REPUBLIKA.CO.ID,Umar bin Khattab mendapati di atas karang itu banyak darah, maka ia pun mulai membersihkannya dan mengambil darah itu dengan tangannya sendiri dan mengangkatnya dengan bajunya. Semua kaum Muslim mengikuti jejaknya, sampai sampah itu bersih, dan ketika itu juga ia perintahkan untuk mendirikan masjid di Yerusalem.
Pada saat itu, pusat kota suci dibagi-bagi menjadi satu sektor Yahudi, dua sektor Kristen (Armenia dan Ortodoks – karena mereka tidak bisa disatukan), dan (tanpa disebut sektor) satu areal yang lebih luas untuk Islam.
Kelak, di tempat Islam tersebut didirikan dua bangunan dalam komplek yang disebut Masjid Aqsha, yaitu oleh Khalifah ‘Abd al-Mâlik ibn Marwân yang membangun Qubbat al-Shakhrah atau The Dome of The Rock (pada 72 H/691 M) yang pernah menjadi kiblat pertama Islam, dan tempat Nabi Muhammad menjejakkan kaki menuju Sidrat-u ‘l-Muntahâ dalam peristiwa mi‘râj; dan sebuah masjid yang didirikan oleh Khalifah al-Wâlid ibn ‘Abd al-Malîk.
Mengikuti tafsir konvensional, yaitu yang sekarang ini dianut oleh sebagian besar umat Islam, memang ada indikasi bahwa sesungguhnya yang membuat Masjid Aqsha begitu penting adalah ‘Abd al-Mâlik ibn Marwân, walaupun hal ini sampai sekarang masih menjadi polemik.
Onislam,net mencatat bahwa Ibn Taymîyah, misalnya, tidak menyukai pendapat itu.
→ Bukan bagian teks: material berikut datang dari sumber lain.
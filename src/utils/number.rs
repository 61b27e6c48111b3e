use std::ops::{Add, Div, Sub};

pub trait Number:
    Add<Output = Self> + Sub<Output = Self> + Div<Output = Self> + PartialEq + Copy
{
    fn one() -> Self;
}

impl Number for u32 {
    fn one() -> Self {
        1
    }
}

impl Number for usize {
    fn one() -> Self {
        1
    }
}

/// Round `a / b` up. Used throughout the B+-tree engine to compute leaf
/// and inner page fanout from a byte budget.
pub fn ceil_div<T: Number>(a: T, b: T) -> T {
    (a + b - T::one()) / b
}
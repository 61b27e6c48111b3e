//! Process-wide handle to the open [`Database`](crate::database::Database),
//! set once by a CLI entry point and read everywhere else that doesn't
//! want to thread a `&Database` through every call. Mirrors the
//! teacher's own `Unique` singleton shape, scoped to the handles this
//! crate's binaries actually share.

use std::sync::Arc;

use once_cell::sync::OnceCell;

use crate::buffer_pool::BufferPool;
use crate::database::Database;
use crate::dictionary::Dictionary;
use crate::differential::DifferentialIndex;
use crate::facts::FactsStore;

static DATABASE: OnceCell<Arc<Database>> = OnceCell::new();

pub struct Unique;

impl Unique {
    /// Install the process-wide database handle. Panics if called more
    /// than once in the same process.
    pub fn init(db: Database) {
        DATABASE
            .set(Arc::new(db))
            .unwrap_or_else(|_| panic!("database already initialized"));
    }

    pub fn database() -> Arc<Database> {
        DATABASE.get().expect("database not initialized").clone()
    }

    pub fn buffer_pool() -> Arc<BufferPool> {
        Self::database().pool()
    }

    pub fn dictionary() -> Arc<Dictionary> {
        Self::database().dictionary()
    }

    pub fn facts() -> Arc<FactsStore> {
        Self::database().facts()
    }

    pub fn differential() -> Arc<DifferentialIndex> {
        Self::database().differential()
    }
}
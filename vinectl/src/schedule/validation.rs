//! Structural checks a schedule must pass before it is staged.

use std::collections::HashSet;

use crate::config::Config;
use crate::error::ScheduleError;
use crate::models::{DayKey, Schedule, ScheduledEvent};

/// Decode a schedule document, rejecting anything that does not match
/// one of the two schedule shapes.
pub fn parse_schedule(document: &serde_json::Value) -> Result<Schedule, ScheduleError> {
    serde_json::from_value(document.clone()).map_err(|e| ScheduleError::Malformed(e.to_string()))
}

/// Check every event of every day against the configured blocks and limits.
///
/// # Arguments
/// * `schedule` - A decoded schedule
/// * `config` - Supplies the known blocks and the longest allowed event
///
/// # Returns
/// The first problem found, or `Ok(())`.
pub fn validate(schedule: &Schedule, config: &Config) -> Result<(), ScheduleError> {
    for (day, list) in schedule.buckets() {
        let mut seen = HashSet::new();
        for event in list.events() {
            validate_event(day, event, config)?;
            if !seen.insert(event.sequence) {
                return Err(ScheduleError::DuplicateSequence {
                    day: day.to_string(),
                    sequence: event.sequence,
                });
            }
        }
    }
    Ok(())
}

fn validate_event(day: DayKey, event: &ScheduledEvent, config: &Config) -> Result<(), ScheduleError> {
    let invalid = |reason: String| ScheduleError::InvalidEvent {
        day: day.to_string(),
        sequence: event.sequence,
        reason,
    };

    if event.sequence == 0 {
        return Err(invalid("sequence must be positive".to_string()));
    }
    if !config.is_known_block(&event.block) {
        return Err(invalid(format!("unknown block '{}'", event.block)));
    }
    if event.start.as_time().is_none() {
        return Err(invalid(format!("start {} is not a time of day", event.start)));
    }
    if event.duration.hours > config.max_event_hours || event.duration.minutes >= 60 {
        return Err(invalid(format!(
            "duration {} exceeds {} hours or is malformed",
            event.duration, config.max_event_hours
        )));
    }
    if event.exp_flow == 0 {
        return Err(invalid("exp_flow must be positive".to_string()));
    }
    if event.over_flow_tol == 0 || event.under_flow_tol == 0 {
        return Err(invalid("flow tolerances must be positive".to_string()));
    }
    Ok(())
}
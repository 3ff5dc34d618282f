//! Process registry and pulse-count recovery across process restarts.

use chrono::NaiveDate;
use std::process::Command;
use tempfile::TempDir;
use vinectl::config::Config;
use vinectl::error::Outcome;
use vinectl::flow::{FlowCounter, Pulse};
use vinectl::fs::WorkDir;
use vinectl::models::{DayKey, EventKey, ReportKind, GallonsReport};
use vinectl::registry::ProcessRegistry;
use vinectl::supervisor::recover_orphans;

fn key(sequence: u32) -> EventKey {
    EventKey {
        date: NaiveDate::from_ymd_opt(2021, 7, 22).unwrap(),
        day: DayKey::Thu,
        sequence,
        schedule_id: 6,
    }
}

fn setup() -> (TempDir, Config, WorkDir) {
    let temp_dir = TempDir::new().unwrap();
    let work_dir = WorkDir::new(temp_dir.path());
    work_dir.ensure().unwrap();
    let config = Config {
        root: temp_dir.path().to_path_buf(),
        ..Config::default()
    };
    (temp_dir, config, work_dir)
}

#[test]
fn test_registry_add_remove_round_trip() {
    let (_temp_dir, _config, work_dir) = setup();
    let registry = ProcessRegistry::new(&work_dir);

    registry.add(4242, key(1)).unwrap();
    assert!(registry.contains(4242).unwrap());
    assert_eq!(registry.get().unwrap().unwrap().get(&4242), Some(&key(1)));

    assert!(registry.remove(4242).unwrap());
    assert!(registry.get().unwrap().is_none());
    assert!(!work_dir.registry_path().exists());
}

#[test]
fn test_clear_all_terminates_live_entries() {
    let (_temp_dir, _config, work_dir) = setup();
    let registry = ProcessRegistry::new(&work_dir);
    let mut child = Command::new("sleep").arg("30").spawn().unwrap();
    registry.add(child.id(), key(1)).unwrap();

    let outcome = registry.clear_all();

    assert_eq!(outcome, Outcome::Succeeded(vec![child.id()]));
    child.wait().unwrap();
    assert!(registry.get().unwrap().map_or(true, |map| map.is_empty()));
}

#[test]
fn test_clear_all_on_empty_registry_not_attempted() {
    let (_temp_dir, _config, work_dir) = setup();
    let registry = ProcessRegistry::new(&work_dir);
    assert_eq!(registry.clear_all(), Outcome::NotAttempted);
}

#[test]
fn test_count_survives_restart() {
    let (_temp_dir, config, work_dir) = setup();
    let base = 1_626_940_800;

    let (mut first, opened) = FlowCounter::open(&config, &work_dir, &key(2), "b", 1000).unwrap();
    assert_eq!(opened, Outcome::NotAttempted);
    for i in 1..=12 {
        first.record(Pulse { ts: base + i * 60 });
    }
    first.checkpoint().unwrap();
    drop(first);

    let (mut second, resumed) = FlowCounter::open(&config, &work_dir, &key(2), "b", 1001).unwrap();
    assert_eq!(resumed, Outcome::Succeeded(1));
    for i in 1..=5 {
        second.record(Pulse { ts: base + 1000 + i * 60 });
    }
    second.checkpoint().unwrap();

    assert_eq!(second.total_gallons(), 17);
    assert_eq!(second.checkpoint_data().generations.len(), 2);
    assert_eq!(second.checkpoint_data().generations[0].pid, 1000);
    assert_eq!(second.checkpoint_data().generations[1].pid, 1001);
}

#[test]
fn test_orphaned_checkpoint_gets_final_report() {
    let (_temp_dir, config, work_dir) = setup();
    let base = 1_626_940_800;

    let (mut counter, _) = FlowCounter::open(&config, &work_dir, &key(3), "d", 1000).unwrap();
    for i in 1..=30 {
        counter.record(Pulse { ts: base + i * 4 });
    }
    counter.checkpoint().unwrap();
    drop(counter);

    let swept = recover_orphans(&config, &work_dir, &Default::default()).unwrap();

    let report = swept[&key(3).stem()].clone().succeeded().unwrap();
    assert_eq!(report.gallons, 30);
    assert!(work_dir
        .gals_disp_dir()
        .join(GallonsReport::file_name(&key(3), ReportKind::Final))
        .exists());
    assert!(!work_dir
        .in_progress_dir()
        .join(key(3).checkpoint_file_name())
        .exists());
}
pub mod recover;
pub mod reset;
pub mod schedule;
pub mod status;
pub mod stop;
pub mod tick;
Jelas bahwa Masjid Aqsha itu amat penting, karena dia merupakan kiblat yang pertama.
Pada waktu masih di Makkah, Nabi Muhammad SAW shalat menghadap Yerusalem. Tetapi, karena pada saat yang bersamaan, Rasulullah juga menghadap Kakbah, maka Rasulullah memilih arah selatan Kakbah sehingga menghadap Kakbah dan Yerusalem sekaligus.
Ketika Nabi Muhammad SAW pindah ke Madinah, hal itu tidak bisa dilakukannya lagi, maka terpaksalah beliau menghadap ke utara (ke Yerusalem) di mana Kakbah berada di belakangnya.
Posisi membelakangi Kakbah ini membuat Nabi tidak merasa tentram. Maka, beliau memohon kepada Allah supaya diizinkan pindah kiblat. Doa Nabi dikabulkan. Maka, dikatakan bahwa pindahnya kiblat ke Makkah itu disebabkan doa Nabi.
Demikianlah Yerusalem, dengan sejarahnya yang penuh konflik, ia telah menjadi tempat suci dari tiga agama, Yahudi, Kristen, dan Islam.
Yerusalem pun menjadi lambang pertemuan dari tiga agama monoteis yang berakar pada agama Ibrahim.
Walaupun akhirnya ketiga agama ini mempunyai persamaan dan perbedaan secara teologis, perbedaan dan persamaan itu tidaklah menghalangi kita bersama untuk menjalin kerukunan hidup beragama.